INSTRUCTIONS FOR THE TASK
Return, exactly as written, every line from the first line of the data below through the line that contains "distance in meters".

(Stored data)
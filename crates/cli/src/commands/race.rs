// SPDX-License-Identifier: BUSL-1.1
// Copyright (c) 2026 Alfred Jean LLC

//! Race commands: create, join, ready, start, progress and lookups

use anyhow::Result;
use clap::Args;
use erg_core::{RaceId, RaceToken, UserId};

use crate::client::DaemonClient;
use crate::output::{self, CreatedView, HistoryView, OutputFormat, ProgressView, RaceView};

#[derive(Args)]
pub struct CreateArgs {
    /// Target distance in meters
    #[arg(long, allow_negative_numbers = true)]
    pub distance: i64,
}

#[derive(Args)]
pub struct JoinArgs {
    /// Token shared by the race creator
    pub token: String,
}

#[derive(Args)]
pub struct ReadyArgs {
    pub race_id: u64,
    /// Mark yourself not ready instead
    #[arg(long)]
    pub not: bool,
}

#[derive(Args)]
pub struct StartArgs {
    pub race_id: u64,
}

#[derive(Args)]
pub struct ProgressArgs {
    pub race_id: u64,
    /// Total meters rowed so far
    #[arg(long, allow_negative_numbers = true)]
    pub distance: i64,
}

#[derive(Args)]
pub struct ShowArgs {
    /// Race token
    #[arg(required_unless_present = "id")]
    pub token: Option<String>,
    /// Look up by internal race id instead
    #[arg(long, conflicts_with = "token")]
    pub id: Option<u64>,
}

#[derive(Args)]
pub struct LogArgs {
    pub race_id: u64,
}

pub async fn create(
    client: &DaemonClient,
    user: UserId,
    args: CreateArgs,
    format: OutputFormat,
) -> Result<()> {
    let race = client.create_race(user, args.distance).await?;
    output::print(&CreatedView(&race), format);
    Ok(())
}

pub async fn join(client: &DaemonClient, user: UserId, args: JoinArgs) -> Result<()> {
    let token = RaceToken::from(args.token);
    client.join_race(token.clone(), user).await?;
    println!("Joined race {}", token);
    Ok(())
}

pub async fn ready(client: &DaemonClient, user: UserId, args: ReadyArgs) -> Result<()> {
    let race_id = RaceId(args.race_id);
    let scheduled = client.set_ready(race_id, user, !args.not).await?;
    if args.not {
        println!("Marked not ready for race {}", race_id);
    } else if scheduled {
        println!("Everyone is ready: race {} is counting down", race_id);
    } else {
        println!("Marked ready for race {}", race_id);
    }
    Ok(())
}

pub async fn start(client: &DaemonClient, args: StartArgs) -> Result<()> {
    let race_id = RaceId(args.race_id);
    client.start_race(race_id).await?;
    println!("Race {} is active", race_id);
    Ok(())
}

pub async fn progress(client: &DaemonClient, user: UserId, args: ProgressArgs) -> Result<()> {
    let race_id = RaceId(args.race_id);
    client.report_progress(race_id, user, args.distance).await?;
    println!("Recorded {}m in race {}", args.distance, race_id);
    Ok(())
}

pub async fn show(client: &DaemonClient, args: ShowArgs, format: OutputFormat) -> Result<()> {
    let snapshot = match (args.id, args.token) {
        (Some(id), _) => client.get_race_by_id(RaceId(id)).await?,
        (None, Some(token)) => client.get_race(RaceToken::from(token)).await?,
        (None, None) => anyhow::bail!("a race token or --id is required"),
    };
    output::print(&RaceView(&snapshot), format);
    Ok(())
}

pub async fn history(client: &DaemonClient, user: UserId, format: OutputFormat) -> Result<()> {
    let races = client.race_history(user).await?;
    let views: Vec<HistoryView<'_>> = races.iter().map(HistoryView).collect();
    output::print_list(&views, format, "No races");
    Ok(())
}

pub async fn log(client: &DaemonClient, args: LogArgs, format: OutputFormat) -> Result<()> {
    let updates = client.progress_log(RaceId(args.race_id)).await?;
    let views: Vec<ProgressView<'_>> = updates.iter().map(ProgressView).collect();
    output::print_list(&views, format, "No progress reported");
    Ok(())
}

ANSWER TO THE PROBLEM
filename crates/cli/src/commands/race.rs
// SPDX-License-Identifier: BUSL-1.1
// Copyright (c) 2026 Alfred Jean LLC

//! Race commands: create, join, ready, start, progress and lookups

use anyhow::Result;
use clap::Args;
use erg_core::{RaceId, RaceToken, UserId};

use crate::client::DaemonClient;
use crate::output::{self, CreatedView, HistoryView, OutputFormat, ProgressView, RaceView};

#[derive(Args)]
pub struct CreateArgs {
    /// Target distance in meters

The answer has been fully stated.